New impulses from jazz
At the beginning of the 20th century the snare drum was already an essential component of jazz percussion. The influence of jazz brought a host of innovations to the snare drum’s construction and playing techniques.
The hoops, which until the end of the 19th century had been made of wood, were replaced by metal ones. In 1898 the percussionist Ulysses Grant Leedy made the first adjustable stands for the snare drum. In about 1914 Robert Danly invented the snare strainer to lift off the snares, making it possible to produce a kind of tom-tom effect on the snare drum. In 1957 the first drum with a synthetic head appeared on the market. Because of its resistance to changes in temperature and humidity – it is waterproof, robust and cheap – the plastic head proved a huge success in popular music, whereas orchestra musicians preferred to continue with natural heads, which, for the most part, they still do today.

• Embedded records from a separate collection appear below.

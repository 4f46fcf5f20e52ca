//! Error types for the audit crate.

use thiserror::Error;

/// Errors that can occur during audit operations.
#[derive(Debug, Error)]
pub enum AuditError {
    /// A schema with this id has already been created.
    #[error("schema {0} already exists")]
    SchemaExists(String),

    /// The referenced schema does not exist.
    #[error("schema {0} not found")]
    SchemaNotFound(String),

    /// The schema definition is not acceptable.
    #[error("invalid schema: {0}")]
    InvalidSchema(String),

    /// The referenced record does not exist.
    #[error("record {0} not found")]
    RecordNotFound(String),

    /// Storage error.
    #[error("storage error: {0}")]
    Storage(String),

    /// Failed to query audit records.
    #[error("failed to query audit records: {0}")]
    QueryFailed(String),

    /// Failed to export audit records.
    #[error("export failed: {0}")]
    ExportFailed(String),

    /// Signing or signature verification failed.
    #[error("signature error: {0}")]
    Signature(String),

    /// The writer did not finish draining within the shutdown timeout.
    /// The flush still completes in the background; only the wait is bounded.
    #[error("audit writer did not drain within {0:?}")]
    ShutdownTimeout(std::time::Duration),

    /// Serialization error.
    #[error("serialization error: {0}")]
    Serialization(#[from] serde_json::Error),

    /// IO error.
    #[error("IO error: {0}")]
    Io(#[from] std::io::Error),

    /// Internal error.
    #[error("internal error: {0}")]
    Internal(#[from] anyhow::Error),
}
use std::path::PathBuf;

use clap::{Parser, Subcommand};

mod commands;

#[derive(Parser, Debug)]
#[command(name = "ledge", version, about = "Ledge audit administration")]
struct Cli {
    /// Audit log directory. Defaults to the `audit.directory` setting in
    /// ledge.yaml, or `audit/`.
    #[arg(long, global = true)]
    dir: Option<PathBuf>,

    #[command(subcommand)]
    cmd: Command,
}

#[derive(Subcommand, Debug)]
enum Command {
    /// Audit schema management (list/show/create/deactivate)
    Schema {
        #[command(subcommand)]
        cmd: commands::schema::SchemaCommand,
    },

    /// Stream records into CSV, JSON, or JSONL
    Export(commands::export::ExportArgs),

    /// Print recent records as human-readable log lines
    Tail {
        /// Number of records to show.
        #[arg(short = 'n', long, default_value_t = 20)]
        count: usize,
    },

    /// Verify the hash chain between two record ids
    Verify {
        /// First record id of the range. Defaults to the oldest record.
        #[arg(long)]
        from: Option<String>,

        /// Last record id of the range. Defaults to the newest record.
        #[arg(long)]
        to: Option<String>,
    },

    /// Run a retention sweep
    Retention {
        /// Report what would be deleted without mutating storage.
        #[arg(long, default_value_t = false)]
        dry_run: bool,
    },
}

#[tokio::main]
async fn main() -> anyhow::Result<()> {
    tracing_subscriber::fmt().with_env_filter("info").init();

    let cli = Cli::parse();
    let dir = commands::resolve_audit_dir(cli.dir)?;

    match cli.cmd {
        Command::Schema { cmd } => commands::schema::run(cmd, &dir).await?,
        Command::Export(args) => commands::export::run(args, &dir).await?,
        Command::Tail { count } => commands::export::run_tail(count, &dir).await?,
        Command::Verify { from, to } => commands::verify::run(from, to, &dir).await?,
        Command::Retention { dry_run } => commands::retention::run(dry_run, &dir).await?,
    }

    Ok(())
}
//! # ledge-audit
//!
//! Tamper-evident audit logging for the Ledge MCP server.
//!
//! This crate provides functionality for:
//! - Recording every served operation (tool / resource / prompt) with the
//!   caller, redacted parameters, policy decision, and outcome
//! - Versioned audit schemas with field-level redaction and retention rules
//! - A SHA-256 hash chain over the log for tamper evidence, with optional
//!   signatures for forensic evidence levels
//! - A batching background writer that keeps `log_event` off the I/O path
//! - Memory-bounded streaming queries and CSV/JSON/JSONL export
//! - Schema-driven retention sweeps with a dry-run mode
//!
//! ## Redaction strategies
//!
//! | Strategy | Effect |
//! |----------|--------|
//! | `full` | replace the whole value with `[REDACTED]` |
//! | `partial` | mask all but the last `show_last` characters |
//! | `hash` | replace with a one-way SHA-256 digest |
//! | `truncate` | cut to `length` characters, mark truncated |
//! | `email` | mask the local part, keep the domain |
//! | `preserve_type` | type-appropriate empty value |
//!
//! ## Example Usage
//!
//! ```rust,no_run
//! use ledge_audit::{AuditLogger, AuditSchema, LogEvent};
//! use ledge_core::{AuditConfig, CallerType, OperationType, PolicyDecision};
//!
//! # async fn example() -> Result<(), Box<dyn std::error::Error>> {
//! // Open a logger over the JSONL backend.
//! let config = AuditConfig::default();
//! let logger = AuditLogger::open(config).await?;
//!
//! // Register a schema for tool calls, keep 90 days.
//! logger
//!     .create_schema(AuditSchema::builder("tool_call", 1).retention_days(90).build())
//!     .await?;
//!
//! // Fire-and-forget from the request path.
//! logger
//!     .log_event(
//!         LogEvent::new(CallerType::Http, OperationType::Tool, "listOrders")
//!             .schema("tool_call")
//!             .input_params(serde_json::json!({"tenant": "client_a"}))
//!             .decision(PolicyDecision::Allow, None)
//!             .duration_ms(15),
//!     )
//!     .await;
//!
//! // Durability requires an explicit shutdown.
//! logger.shutdown().await?;
//! # Ok(())
//! # }
//! ```

pub mod backend;
pub mod error;
pub mod export;
pub mod integrity;
pub mod jsonl;
pub mod logger;
pub mod query;
pub mod record;
pub mod redact;
pub mod registry;
pub mod retention;
pub mod schema;

pub use backend::{AuditBackend, NullBackend, RecordStream};
pub use error::AuditError;
pub use export::{ExportFormat, ExportSummary, Exporter};
pub use integrity::{
    BreakKind, ChainBreak, IntegrityResult, SignatureProvider, GENESIS_HASH,
};
pub use jsonl::JsonlBackend;
pub use logger::{AuditLogger, LogEvent, LoggerStats, DEFAULT_SCHEMA_NAME};
pub use query::RecordFilter;
pub use record::{AuditRecord, AuditRecordBuilder};
pub use redact::{FieldRedaction, RedactionStrategy, REDACTION_MARKER};
pub use registry::SchemaRegistry;
pub use retention::RetentionReport;
pub use schema::{AuditSchema, AuditSchemaBuilder, EvidenceLevel, FieldDefinition};
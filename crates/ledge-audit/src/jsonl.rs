//! Reference JSONL backend.
//!
//! Records are stored one JSON object per line in `records.jsonl`; schemas
//! live in a sibling `schemas.jsonl`. Both files are append-only: schema
//! deactivation appends a new line for the same `schema_id` and the loader
//! keeps the last line per id. The only rewrite ever performed is the
//! retention sweep, which goes through a temp file and an atomic rename.
//!
//! Concurrency contract: single writer per path. Appends and sweeps
//! serialize on one write lock; queries open independent read handles and
//! may run concurrently with the writer.

use std::collections::HashMap;
use std::path::{Path, PathBuf};
use std::sync::atomic::{AtomicBool, Ordering};
use std::sync::{Arc, RwLock};

use async_trait::async_trait;
use chrono::Utc;
use futures::stream::StreamExt;
use tokio::fs::{self, File, OpenOptions};
use tokio::io::{AsyncBufReadExt, AsyncWriteExt, BufReader};
use tokio::sync::{mpsc, Mutex};
use tokio_stream::wrappers::ReceiverStream;
use uuid::Uuid;

use crate::backend::{AuditBackend, RecordStream};
use crate::error::AuditError;
use crate::integrity::{
    compute_record_hash, ChainVerifier, IntegrityResult, SignatureProvider, GENESIS_HASH,
};
use crate::query::RecordFilter;
use crate::record::AuditRecord;
use crate::retention::{retention_cutoff, RetentionReport};
use crate::schema::{AuditSchema, EvidenceLevel};

const RECORDS_FILE: &str = "records.jsonl";
const SCHEMAS_FILE: &str = "schemas.jsonl";

/// How many records a query stream buffers ahead of the consumer.
const QUERY_CHANNEL_CAPACITY: usize = 64;

struct WriteState {
    /// `record_hash` of the last record in the file; [`GENESIS_HASH`] for an
    /// empty log.
    last_hash: String,
}

/// Append-only JSONL storage for schemas and records.
pub struct JsonlBackend {
    records_path: PathBuf,
    schemas_path: PathBuf,

    /// Serializes appends, schema writes, and retention sweeps.
    write: Mutex<WriteState>,

    /// Schema index, last persisted line per `schema_id`.
    schemas: RwLock<HashMap<String, AuditSchema>>,

    signer: Option<Arc<dyn SignatureProvider>>,

    closed: AtomicBool,
}
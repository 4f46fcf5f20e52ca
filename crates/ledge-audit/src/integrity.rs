//! Hash-chain tamper evidence.
//!
//! Every record stores the hash of the record appended immediately before it
//! (`prev_hash`) and a SHA-256 digest over its own canonical JSON
//! (`record_hash`). The chain has one scope: the backend log file, shared by
//! all schemas written to it. Any modification, insertion, or deletion inside
//! a verified range surfaces as a [`ChainBreak`].
//!
//! A broken chain is a reportable finding, not a programming error:
//! verification returns an [`IntegrityResult`], it never fails because of
//! tampering.

use serde::{Deserialize, Serialize};
use serde_json::Value;
use sha2::{Digest, Sha256};

use crate::error::AuditError;
use crate::record::AuditRecord;

/// `prev_hash` of the first record in a log.
pub const GENESIS_HASH: &str = "0000000000000000000000000000000000000000000000000000000000000000";

/// Canonical JSON of a record for hashing: sorted keys, with the
/// `record_hash` and `signature` fields excluded. `prev_hash` stays in, which
/// is what links the chain.
pub fn canonical_json(record: &AuditRecord) -> Result<String, AuditError> {
    let mut value = serde_json::to_value(record)?;
    if let Value::Object(map) = &mut value {
        map.remove("record_hash");
        map.remove("signature");
    }
    Ok(value.to_string())
}

/// Compute the hash a record should carry, from its stored fields
/// (including its stored `prev_hash`).
pub fn compute_record_hash(record: &AuditRecord) -> Result<String, AuditError> {
    let canonical = canonical_json(record)?;
    let digest = Sha256::digest(canonical.as_bytes());
    Ok(hex::encode(digest))
}

/// Externally supplied signing capability for forensic evidence levels.
///
/// The audit engine does not own keys; it signs `record_hash` values through
/// whatever provider the runtime injects.
pub trait SignatureProvider: Send + Sync {
    fn sign(&self, record_hash: &str) -> Result<String, AuditError>;

    fn verify(&self, record_hash: &str, signature: &str) -> Result<bool, AuditError>;
}

/// What kind of disagreement a chain break represents.
#[derive(Debug, Clone, Copy, PartialEq, Eq, Serialize, Deserialize)]
#[serde(rename_all = "snake_case")]
pub enum BreakKind {
    /// The recomputed hash disagrees with the stored `record_hash`.
    HashMismatch,
    /// The stored `prev_hash` does not match the preceding record's stored
    /// hash.
    LinkMismatch,
    /// A stored signature failed verification.
    SignatureInvalid,
    /// The stored line could not be decoded at all.
    Unreadable,
}

/// One detected break in the hash chain.
#[derive(Debug, Clone, Serialize, Deserialize)]
pub struct ChainBreak {
    /// Zero-based position within the verified range.
    pub position: u64,

    /// Record id at the break (empty for unreadable lines).
    pub record_id: String,

    pub kind: BreakKind,

    pub expected: String,

    pub actual: String,
}

/// Outcome of a chain verification walk.
#[derive(Debug, Clone, Serialize, Deserialize)]
pub struct IntegrityResult {
    pub valid: bool,

    pub records_checked: u64,

    pub chain_breaks: Vec<ChainBreak>,
}

impl IntegrityResult {
    pub fn empty() -> Self {
        Self {
            valid: true,
            records_checked: 0,
            chain_breaks: Vec::new(),
        }
    }
}

/// Incremental chain verifier.
///
/// Feed records in append order; the verifier recomputes each record's hash
/// from its stored fields and checks the link to the previous record's
/// stored hash. Memory use is constant regardless of range size.
pub struct ChainVerifier<'a> {
    /// Stored hash of the previously verified record. `None` until the
    /// first record is seen; the first record's link is checked against
    /// `expected_prev` instead.
    prev_stored_hash: Option<String>,

    /// What the first record's `prev_hash` should be, when known. `None`
    /// accepts the stored value as the trusted seed (verification starting
    /// mid-chain, e.g. after a retention sweep removed the head).
    expected_prev: Option<String>,

    signer: Option<&'a dyn SignatureProvider>,

    checked: u64,

    breaks: Vec<ChainBreak>,
}

impl<'a> ChainVerifier<'a> {
    pub fn new(expected_prev: Option<String>, signer: Option<&'a dyn SignatureProvider>) -> Self {
        Self {
            prev_stored_hash: None,
            expected_prev,
            signer,
            checked: 0,
            breaks: Vec::new(),
        }
    }

    /// Verify one record and advance the chain state.
    pub fn push(&mut self, record: &AuditRecord) -> Result<(), AuditError> {
        let position = self.checked;

        let expected_link = match (&self.prev_stored_hash, &self.expected_prev) {
            (Some(prev), _) => Some(prev.clone()),
            (None, Some(seed)) => Some(seed.clone()),
            (None, None) => None,
        };
        if let Some(expected) = expected_link {
            if record.prev_hash != expected {
                self.breaks.push(ChainBreak {
                    position,
                    record_id: record.record_id.clone(),
                    kind: BreakKind::LinkMismatch,
                    expected,
                    actual: record.prev_hash.clone(),
                });
            }
        }

        let recomputed = compute_record_hash(record)?;
        if recomputed != record.record_hash {
            self.breaks.push(ChainBreak {
                position,
                record_id: record.record_id.clone(),
                kind: BreakKind::HashMismatch,
                expected: recomputed,
                actual: record.record_hash.clone(),
            });
        }

        if let (Some(signer), Some(signature)) = (self.signer, record.signature.as_deref()) {
            match signer.verify(&record.record_hash, signature) {
                Ok(true) => {}
                Ok(false) => self.breaks.push(ChainBreak {
                    position,
                    record_id: record.record_id.clone(),
                    kind: BreakKind::SignatureInvalid,
                    expected: String::new(),
                    actual: signature.to_string(),
                }),
                Err(e) => return Err(e),
            }
        }

        self.prev_stored_hash = Some(record.record_hash.clone());
        self.checked += 1;
        Ok(())
    }

    /// Record an undecodable line inside the range.
    pub fn push_unreadable(&mut self, raw: &str) {
        self.breaks.push(ChainBreak {
            position: self.checked,
            record_id: String::new(),
            kind: BreakKind::Unreadable,
            expected: String::new(),
            actual: raw.chars().take(80).collect(),
        });
        self.checked += 1;
        // The chain cannot be re-linked across an unreadable line; the next
        // record will also surface a link mismatch, which is correct.
        self.prev_stored_hash = None;
    }

    pub fn finish(self) -> IntegrityResult {
        IntegrityResult {
            valid: self.breaks.is_empty(),
            records_checked: self.checked,
            chain_breaks: self.breaks,
        }
    }
}

/// Verify a slice of records held in memory.
///
/// `expected_prev` is what the first record's `prev_hash` should match
/// ([`GENESIS_HASH`] for a log verified from its beginning); `None` trusts
/// the stored value.
pub fn verify_chain(
    records: &[AuditRecord],
    expected_prev: Option<&str>,
    signer: Option<&dyn SignatureProvider>,
) -> Result<IntegrityResult, AuditError> {
    let mut verifier = ChainVerifier::new(expected_prev.map(str::to_string), signer);
    for record in records {
        verifier.push(record)?;
    }
    Ok(verifier.finish())
}

#[cfg(test)]
mod tests {
    use super::*;
    use ledge_core::{CallerType, OperationType};
    use serde_json::json;
    use uuid::Uuid;

    fn chained(n: usize) -> Vec<AuditRecord> {
        let mut prev = GENESIS_HASH.to_string();
        (0..n)
            .map(|i| {
                let mut record =
                    AuditRecord::builder(OperationType::Tool, format!("op_{i}"), CallerType::Cli)
                        .schema("tool_call", 1)
                        .input_data(json!({"i": i}))
                        .build();
                record.record_id = Uuid::new_v4().to_string();
                record.prev_hash = prev.clone();
                record.record_hash = compute_record_hash(&record).unwrap();
                prev = record.record_hash.clone();
                record
            })
            .collect()
    }

    #[test]
    fn canonical_json_excludes_hash_and_signature() {
        let mut record = AuditRecord::builder(OperationType::Tool, "t", CallerType::Cli)
            .schema("s", 1)
            .build();
        record.record_hash = "deadbeef".to_string();
        record.signature = Some("sig".to_string());

        let canonical = canonical_json(&record).unwrap();
        assert!(!canonical.contains("deadbeef"));
        assert!(!canonical.contains("\"signature\""));
        assert!(canonical.contains("\"prev_hash\""));
    }

    #[test]
    fn hash_changes_when_any_field_changes() {
        let records = chained(1);
        let mut tampered = records[0].clone();
        tampered.operation_name = "something_else".to_string();
        assert_ne!(
            compute_record_hash(&records[0]).unwrap(),
            compute_record_hash(&tampered).unwrap()
        );
    }

    #[test]
    fn intact_chain_verifies() {
        let records = chained(5);
        let result = verify_chain(&records, Some(GENESIS_HASH), None).unwrap();
        assert!(result.valid);
        assert_eq!(result.records_checked, 5);
        assert!(result.chain_breaks.is_empty());
    }

    #[test]
    fn empty_chain_is_valid() {
        let result = verify_chain(&[], Some(GENESIS_HASH), None).unwrap();
        assert!(result.valid);
        assert_eq!(result.records_checked, 0);
    }

    #[test]
    fn tampered_field_breaks_chain() {
        let mut records = chained(5);
        records[2].input_data = json!({"i": "tampered"});

        let result = verify_chain(&records, Some(GENESIS_HASH), None).unwrap();
        assert!(!result.valid);
        assert!(result
            .chain_breaks
            .iter()
            .any(|b| b.position == 2 && b.kind == BreakKind::HashMismatch));
    }

    #[test]
    fn deleted_record_breaks_link() {
        let mut records = chained(5);
        records.remove(2);

        let result = verify_chain(&records, Some(GENESIS_HASH), None).unwrap();
        assert!(!result.valid);
        assert!(result
            .chain_breaks
            .iter()
            .any(|b| b.kind == BreakKind::LinkMismatch));
    }

    #[test]
    fn mid_chain_verification_trusts_stored_seed() {
        let records = chained(5);
        let tail = &records[2..];
        let result = verify_chain(tail, None, None).unwrap();
        assert!(result.valid);
        assert_eq!(result.records_checked, 3);
    }

    struct ParitySigner;

    impl SignatureProvider for ParitySigner {
        fn sign(&self, record_hash: &str) -> Result<String, AuditError> {
            Ok(format!("sig:{record_hash}"))
        }

        fn verify(&self, record_hash: &str, signature: &str) -> Result<bool, AuditError> {
            Ok(signature == format!("sig:{record_hash}"))
        }
    }

    #[test]
    fn bad_signature_is_a_break() {
        let mut records = chained(2);
        let signer = ParitySigner;
        records[0].signature = Some(signer.sign(&records[0].record_hash).unwrap());
        records[1].signature = Some("sig:bogus".to_string());

        let result = verify_chain(&records, Some(GENESIS_HASH), Some(&signer)).unwrap();
        assert!(!result.valid);
        assert_eq!(result.chain_breaks.len(), 1);
        assert_eq!(result.chain_breaks[0].kind, BreakKind::SignatureInvalid);
        assert_eq!(result.chain_breaks[0].position, 1);
    }
}
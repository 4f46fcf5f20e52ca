//! Configuration types for the Ledge MCP server.
//!
//! This module provides the unified configuration types used across all Ledge
//! crates. Configuration is loaded from a `ledge.yaml` file at the project
//! root and combined into a single `LedgeConfig` structure.
//!
//! # Configuration Files
//!
//! - **ledge.yaml**: Main configuration file with project metadata and audit
//!   engine settings. Endpoint definitions and policies live in their own
//!   files and are consumed by other subsystems.

pub mod audit;

use serde::{Deserialize, Serialize};
use std::path::Path;

pub use audit::{AuditConfig, BackpressurePolicy};

/// Complete Ledge configuration loaded from files.
#[derive(Debug, Clone, Serialize, Deserialize, Default)]
pub struct LedgeConfig {
    /// Project name.
    #[serde(default)]
    pub project: Option<String>,

    /// Configuration version.
    #[serde(default)]
    pub version: Option<String>,

    /// Default environment for runs (prod/staging/dev).
    #[serde(default)]
    pub environment: Option<String>,

    /// Audit logging configuration.
    #[serde(default)]
    pub audit: AuditConfig,
}

impl LedgeConfig {
    /// Load configuration from a YAML file.
    pub fn from_file(path: impl AsRef<Path>) -> Result<Self, ConfigError> {
        let path = path.as_ref();
        let contents = std::fs::read_to_string(path)
            .map_err(|e| ConfigError::Read(path.display().to_string(), e))?;
        let config: LedgeConfig = serde_yaml::from_str(&contents)?;
        Ok(config)
    }

    /// Load `ledge.yaml` from the current directory.
    pub fn from_cwd() -> Result<Self, ConfigError> {
        let path = Path::new("ledge.yaml");
        if !path.exists() {
            return Err(ConfigError::NotFound);
        }
        Self::from_file(path)
    }
}

/// Errors raised while loading configuration.
#[derive(Debug, thiserror::Error)]
pub enum ConfigError {
    #[error("ledge.yaml not found in current directory")]
    NotFound,

    #[error("failed to read config file {0}: {1}")]
    Read(String, #[source] std::io::Error),

    #[error("failed to parse config: {0}")]
    Parse(#[from] serde_yaml::Error),
}

#[cfg(test)]
mod tests {
    use super::*;

    #[test]
    fn parses_minimal_config() {
        let yaml = r#"
project: demo
audit:
  directory: /var/log/ledge
  batch_max_records: 50
"#;
        let config: LedgeConfig = serde_yaml::from_str(yaml).unwrap();
        assert_eq!(config.project.as_deref(), Some("demo"));
        assert_eq!(config.audit.directory, "/var/log/ledge");
        assert_eq!(config.audit.batch_max_records, 50);
        // Unspecified fields fall back to defaults.
        assert!(config.audit.enabled);
        assert_eq!(config.audit.flush_interval_ms, 50);
    }

    #[test]
    fn empty_config_is_all_defaults() {
        let config: LedgeConfig = serde_yaml::from_str("{}").unwrap();
        assert!(config.audit.enabled);
        assert_eq!(config.audit.queue_capacity, 10_000);
    }
}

20th century composers expanded the snare drum’s range of tasks: beside its traditional rhythmic function, which became more complex and varied, tonal aspects gained importance. Moreover, the drum was also used as a solo instrument. Efforts to find new timbres resulted in experiments with the striking spot and various types of stick. Ultimately new techniques such as striking the rim, or the rim shot (striking the head and the rim at the same time) or playing with wire brushes were able to establish themselves in more recent orchestral works.